## Goal of the exercise:
Copy every line below precisely as it appears.
▽
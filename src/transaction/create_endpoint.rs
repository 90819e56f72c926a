//! Defines the endpoint for creating a new transaction.

use axum::{
    Extension, Json,
    extract::{State, rejection::JsonRejection},
    http::StatusCode,
};
use serde::Deserialize;
use time::{
    Date, OffsetDateTime, Time, UtcOffset, format_description::well_known::Rfc3339,
    macros::format_description,
};

use crate::{
    Error,
    auth::User,
    db::lock,
    transaction::{Transaction, TransactionState, TransactionType, create_transaction},
    validation::RequiredFields,
};

/// The JSON body for creating a transaction.
#[derive(Debug, Default, Deserialize)]
#[serde(default)]
pub struct CreateTransactionData {
    /// Either "income" or "expense".
    #[serde(rename = "type")]
    pub transaction_type: Option<String>,
    /// The category label.
    pub category: Option<String>,
    /// The amount of money. Zero is treated as missing.
    pub amount: Option<f64>,
    /// Text detailing the transaction.
    pub description: Option<String>,
    /// An RFC 3339 date-time or a `YYYY-MM-DD` date. Defaults to now.
    pub date: Option<String>,
}

/// A route handler for creating a new transaction owned by the requesting user.
///
/// Responds with 201 and the created transaction.
///
/// # Errors
///
/// Returns a 400 error if the type, category or amount is missing, or if the
/// type or date cannot be parsed.
pub async fn create_transaction_endpoint(
    State(state): State<TransactionState>,
    Extension(user): Extension<User>,
    body: Result<Json<CreateTransactionData>, JsonRejection>,
) -> Result<(StatusCode, Json<Transaction>), Error> {
    let Json(data) = body?;

    let mut fields = RequiredFields::new();
    let transaction_type = fields.text("type", data.transaction_type);
    let category = fields.label("category", data.category);
    let amount = fields.number("amount", data.amount);
    fields.check()?;

    let transaction_type: TransactionType = transaction_type.parse()?;
    let mut builder = Transaction::build(transaction_type, &category, amount);

    if let Some(date) = data.date.as_deref().map(str::trim).filter(|date| !date.is_empty()) {
        builder = builder.date(parse_date(date)?);
    }

    if let Some(description) = data
        .description
        .as_deref()
        .map(str::trim)
        .filter(|description| !description.is_empty())
    {
        builder = builder.description(description);
    }

    let connection = lock(&state.db_connection)?;
    let transaction = create_transaction(user.id, builder, &connection)?;

    tracing::debug!("User {} created transaction {}", user.id, transaction.id);

    Ok((StatusCode::CREATED, Json(transaction)))
}

/// Parse an RFC 3339 date-time, or a calendar date which is taken as midnight UTC.
///
/// The date must fall within the years 0 to 9999 in UTC, the range RFC 3339
/// can represent.
fn parse_date(text: &str) -> Result<OffsetDateTime, Error> {
    let date_time = OffsetDateTime::parse(text, &Rfc3339)
        .or_else(|_| {
            Date::parse(text, format_description!("[year]-[month]-[day]"))
                .map(|date| date.with_time(Time::MIDNIGHT).assume_utc())
        })
        .map_err(|_| {
            Error::InvalidField(
                "date",
                format!("expected an RFC 3339 date-time or YYYY-MM-DD, got {text:?}"),
            )
        })?;

    if !(0..=9999).contains(&date_time.to_offset(UtcOffset::UTC).year()) {
        return Err(Error::InvalidField(
            "date",
            format!("the year must be between 0 and 9999, got {text:?}"),
        ));
    }

    Ok(date_time)
}

#[cfg(test)]
mod tests {
    use std::sync::{Arc, Mutex};

    use axum::{Extension, Router, http::StatusCode, routing::post};
    use axum_test::TestServer;
    use serde_json::{Value, json};
    use time::macros::datetime;

    use crate::{
        Error,
        auth::User,
        db::lock,
        test_utils::{assert_message, create_test_user, get_test_connection},
        transaction::{TransactionQuery, TransactionState, query_transactions},
    };

    use super::{create_transaction_endpoint, parse_date};

    fn get_test_server() -> (TestServer, TransactionState, User) {
        let connection = get_test_connection();
        let user = create_test_user("foo@bar.baz", &connection);
        let state = TransactionState {
            db_connection: Arc::new(Mutex::new(connection)),
        };
        let app = Router::new()
            .route("/transactions", post(create_transaction_endpoint))
            .layer(Extension(user.clone()))
            .with_state(state.clone());

        (
            TestServer::new(app).expect("Could not create test server."),
            state,
            user,
        )
    }

    #[tokio::test]
    async fn can_create_transaction() {
        let (server, state, user) = get_test_server();

        let response = server
            .post("/transactions")
            .json(&json!({
                "type": "expense",
                "category": "Rent",
                "amount": 400,
                "description": "February rent",
                "date": "2024-02-01"
            }))
            .await;

        response.assert_status(StatusCode::CREATED);
        let body = response.json::<Value>();
        assert_eq!(body["type"], "expense");
        assert_eq!(body["category"], "Rent");
        assert_eq!(body["amount"], 400.0);
        assert_eq!(body["description"], "February rent");
        assert_eq!(body["date"], "2024-02-01T00:00:00Z");
        assert_eq!(body["userId"], user.id.as_i64());

        let connection = lock(&state.db_connection).unwrap();
        let stored =
            query_transactions(user.id, &TransactionQuery::default(), &connection).unwrap();
        assert_eq!(stored.len(), 1);
        assert_eq!(body["_id"], stored[0].id);
    }

    #[tokio::test]
    async fn date_defaults_to_now() {
        let (server, _, _) = get_test_server();

        let response = server
            .post("/transactions")
            .json(&json!({ "type": "income", "category": "Salary", "amount": 1000 }))
            .await;

        response.assert_status(StatusCode::CREATED);
        let body = response.json::<Value>();
        assert!(body["date"].is_string());
        assert!(body["description"].is_null());
    }

    #[tokio::test]
    async fn rejects_missing_fields() {
        let (server, _, _) = get_test_server();

        let response = server
            .post("/transactions")
            .json(&json!({ "category": "  ", "amount": 0 }))
            .await;

        response.assert_status(StatusCode::BAD_REQUEST);
        assert_message(&response, "Please add all fields: type, category, amount");
    }

    #[tokio::test]
    async fn rejects_unknown_type() {
        let (server, _, _) = get_test_server();

        server
            .post("/transactions")
            .json(&json!({ "type": "transfer", "category": "Rent", "amount": 10 }))
            .await
            .assert_status(StatusCode::BAD_REQUEST);
    }

    #[tokio::test]
    async fn rejects_malformed_body() {
        let (server, _, _) = get_test_server();

        server
            .post("/transactions")
            .text("{not json")
            .content_type("application/json")
            .await
            .assert_status(StatusCode::BAD_REQUEST);
    }

    #[test]
    fn parses_rfc3339_and_calendar_dates() {
        assert_eq!(
            parse_date("2024-02-10T12:30:00+13:00"),
            Ok(datetime!(2024-02-10 12:30 +13:00))
        );
        assert_eq!(parse_date("2024-02-10"), Ok(datetime!(2024-02-10 0:00 UTC)));
        assert!(parse_date("10/02/2024").is_err());
    }

    #[test]
    fn rejects_years_rfc3339_cannot_represent() {
        for text in ["-0001-01-01", "+10000-01-01", "0000-01-01T00:30:00+01:00"] {
            assert!(
                matches!(parse_date(text), Err(Error::InvalidField("date", _))),
                "{text:?} should be rejected"
            );
        }
        assert_eq!(parse_date("0000-01-01"), Ok(datetime!(0000-01-01 0:00 UTC)));
    }

    #[tokio::test]
    async fn negative_year_is_rejected_and_not_stored() {
        let (server, state, user) = get_test_server();

        let response = server
            .post("/transactions")
            .json(&json!({
                "type": "expense",
                "category": "Rent",
                "amount": 1,
                "date": "-0001-01-01"
            }))
            .await;

        response.assert_status(StatusCode::BAD_REQUEST);
        let connection = lock(&state.db_connection).unwrap();
        let stored =
            query_transactions(user.id, &TransactionQuery::default(), &connection).unwrap();
        assert!(stored.is_empty());
    }

    #[tokio::test]
    async fn stores_category_label_as_given() {
        let (server, _, _) = get_test_server();

        let response = server
            .post("/transactions")
            .json(&json!({ "type": "expense", "category": " Rent", "amount": 10 }))
            .await;

        response.assert_status(StatusCode::CREATED);
        assert_eq!(response.json::<Value>()["category"], " Rent");
    }
}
△
## Exercise output:
filename src/transaction/create_endpoint.rs
repository 90819e56f72c926a
//! Defines the endpoint for creating a new transaction.

use axum::{
    Extension, Json,
    extract::{State, rejection::JsonRejection},
    http::StatusCode,
};
use serde::Deserialize;
use time::{
    Date, OffsetDateTime, Time, UtcOffset, format_description::well_known::Rfc3339,
    macros::format_description,
};

use crate::{
    Error,
    auth::User,
    db::lock,
    transaction::{Transaction, TransactionState, TransactionType, create_transaction},
    validation::RequiredFields,
};

/// The JSON body for creating a transaction.
#[derive(Debug, Default, Deserialize)]
#[serde(default)]
pub struct CreateTransactionData {
    /// Either "income" or "expense".
    #[serde(rename = "type")]
    pub transaction_type: Option<String>,
    /// The category label.
    pub category: Option<String>,
    /// The amount of money. Zero is treated as missing.
    pub amount: Option<f64>,
    /// Text detailing the transaction.
    pub description: Option<String>,
    /// An RFC 3339 date-time or a `YYYY-MM-DD` date. Defaults to now.
    pub date: Option<String>,
}

/// A route handler for creating a new transaction owned by the requesting user.
///
/// Responds with 201 and the created transaction.
///
/// # Errors
///
/// Returns a 400 error if the type, category or amount is missing, or if the
/// type or date cannot be parsed.
pub async fn create_transaction_endpoint(
    State(state): State<TransactionState>,
    Extension(user): Extension<User>,
    body: Result<Json<CreateTransactionData>, JsonRejection>,
) -> Result<(StatusCode, Json<Transaction>), Error> {
    let Json(data) = body?;

    let mut fields = RequiredFields::new();
    let transaction_type = fields.text("type", data.transaction_type);
    let category = fields.label("category", data.category);
    let amount = fields.number("amount", data.amount);
    fields.check()?;

    let transaction_type: TransactionType = transaction_type.parse()?;
    let mut builder = Transaction::build(transaction_type, &category, amount);

    if let Some(date) = data.date.as_deref().map(str::trim).filter(|date| !date.is_empty()) {
        builder = builder.date(parse_date(date)?);
    }

    if let Some(description) = data
        .description
        .as_deref()
        .map(str::trim)
        .filter(|description| !description.is_empty())
    {
        builder = builder.description(description);
    }

    let connection = lock(&state.db_connection)?;
    let transaction = create_transaction(user.id, builder, &connection)?;

    tracing::debug!("User {} created transaction {}", user.id, transaction.id);

    Ok((StatusCode::CREATED, Json(transaction)))
}

/// Parse an RFC 3339 date-time, or a calendar date which is taken as midnight UTC.
///
/// The date must fall within the years 0 to 9999 in UTC, the range RFC 3339
/// can represent.
fn parse_date(text: &str) -> Result<OffsetDateTime, Error> {
    let date_time = OffsetDateTime::parse(text, &Rfc3339)
        .or_else(|_| {
            Date::parse(text, format_description!("[year]-[month]-[day]"))
                .map(|date| date.with_time(Time::MIDNIGHT).assume_utc())
        })
        .map_err(|_| {
            Error::InvalidField(
                "date",
                format!("expected an RFC 3339 date-time or YYYY-MM-DD, got {text:?}"),
            )
        })?;

    if !(0..=9999).contains(&date_time.to_offset(UtcOffset::UTC).year()) {
        return Err(Error::InvalidField(
            "date",
            format!("the year must be between 0 and 9999, got {text:?}"),
        ));
    }

    Ok(date_time)
}

#[cfg(test)]
mod tests {
    use std::sync::{Arc, Mutex};

    use axum::{Extension, Router, http::StatusCode, routing::post};
    use axum_test::TestServer;
    use serde_json::{Value, json};
    use time::macros::datetime;

    use crate::{
        Error,
        auth::User,
        db::lock,
        test_utils::{assert_message, create_test_user, get_test_connection},
        transaction::{TransactionQuery, TransactionState, query_transactions},
    };

    use super::{create_transaction_endpoint, parse_date};

    fn get_test_server() -> (TestServer, TransactionState, User) {
        let connection = get_test_connection();
        let user = create_test_user("foo@bar.baz", &connection);
        let state = TransactionState {
            db_connection: Arc::new(Mutex::new(connection)),
        };
        let app = Router::new()
            .route("/transactions", post(create_transaction_endpoint))
            .layer(Extension(user.clone()))
            .with_state(state.clone());

        (
            TestServer::new(app).expect("Could not create test server."),
            state,
            user,
        )
    }

    #[tokio::test]
    async fn can_create_transaction() {
        let (server, state, user) = get_test_server();

        let response = server
            .post("/transactions")
            .json(&json!({
                "type": "expense",
                "category": "Rent",
                "amount": 400,
                "description": "February rent",
                "date": "2024-02-01"
            }))
            .await;

        response.assert_status(StatusCode::CREATED);
        let body = response.json::<Value>();
        assert_eq!(body["type"], "expense");
        assert_eq!(body["category"], "Rent");
        assert_eq!(body["amount"], 400.0);
        assert_eq!(body["description"], "February rent");
        assert_eq!(body["date"], "2024-02-01T00:00:00Z");
        assert_eq!(body["userId"], user.id.as_i64());

        let connection = lock(&state.db_connection).unwrap();
        let stored =
            query_transactions(user.id, &TransactionQuery::default(), &connection).unwrap();
        assert_eq!(stored.len(), 1);
        assert_eq!(body["_id"], stored[0].id);
    }

    #[tokio::test]
    async fn date_defaults_to_now() {
        let (server, _, _) = get_test_server();

        let response = server
            .post("/transactions")
            .json(&json!({ "type": "income", "category": "Salary", "amount": 1000 }))
            .await;

        response.assert_status(StatusCode::CREATED);
        let body = response.json::<Value>();
        assert!(body["date"].is_string());
        assert!(body["description"].is_null());
    }

    #[tokio::test]
    async fn rejects_missing_fields() {
        let (server, _, _) = get_test_server();

        let response = server
            .post("/transactions")
            .json(&json!({ "category": "  ", "amount": 0 }))
            .await;

        response.assert_status(StatusCode::BAD_REQUEST);
        assert_message(&response, "Please add all fields: type, category, amount");
    }

    #[tokio::test]
    async fn rejects_unknown_type() {
        let (server, _, _) = get_test_server();

        server
            .post("/transactions")
            .json(&json!({ "type": "transfer", "category": "Rent", "amount": 10 }))
            .await
            .assert_status(StatusCode::BAD_REQUEST);
    }

    #[tokio::test]
    async fn rejects_malformed_body() {
        let (server, _, _) = get_test_server();

        server
            .post("/transactions")
            .text("{not json")
            .content_type("application/json")
            .await
            .assert_status(StatusCode::BAD_REQUEST);
    }

    #[test]
    fn parses_rfc3339_and_calendar_dates() {
        assert_eq!(
            parse_date("2024-02-10T12:30:00+13:00"),
            Ok(datetime!(2024-02-10 12:30 +13:00))
        );
        assert_eq!(parse_date("2024-02-10"), Ok(datetime!(2024-02-10 0:00 UTC)));
        assert!(parse_date("10/02/2024").is_err());
    }

    #[test]
    fn rejects_years_rfc3339_cannot_represent() {
        for text in ["-0001-01-01", "+10000-01-01", "0000-01-01T00:30:00+01:00"] {
            assert!(
                matches!(parse_date(text), Err(Error::InvalidField("date", _))),
                "{text:?} should be rejected"
            );
        }
        assert_eq!(parse_date("0000-01-01"), Ok(datetime!(0000-01-01 0:00 UTC)));
    }

    #[tokio::test]
    async fn negative_year_is_rejected_and_not_stored() {
        let (server, state, user) = get_test_server();

        let response = server
            .post("/transactions")
            .json(&json!({
                "type": "expense",
                "category": "Rent",
                "amount": 1,
                "date": "-0001-01-01"
            }))
            .await;

        response.assert_status(StatusCode::BAD_REQUEST);
        let connection = lock(&state.db_connection).unwrap();
        let stored =
            query_transactions(user.id, &TransactionQuery::default(), &connection).unwrap();
        assert!(stored.is_empty());
    }

    #[tokio::test]
    async fn stores_category_label_as_given() {
        let (server, _, _) = get_test_server();

        let response = server
            .post("/transactions")
            .json(&json!({ "type": "expense", "category": " Rent", "amount": 10 }))
            .await;

        response.assert_status(StatusCode::CREATED);
        assert_eq!(response.json::<Value>()["category"], " Rent");
    }
}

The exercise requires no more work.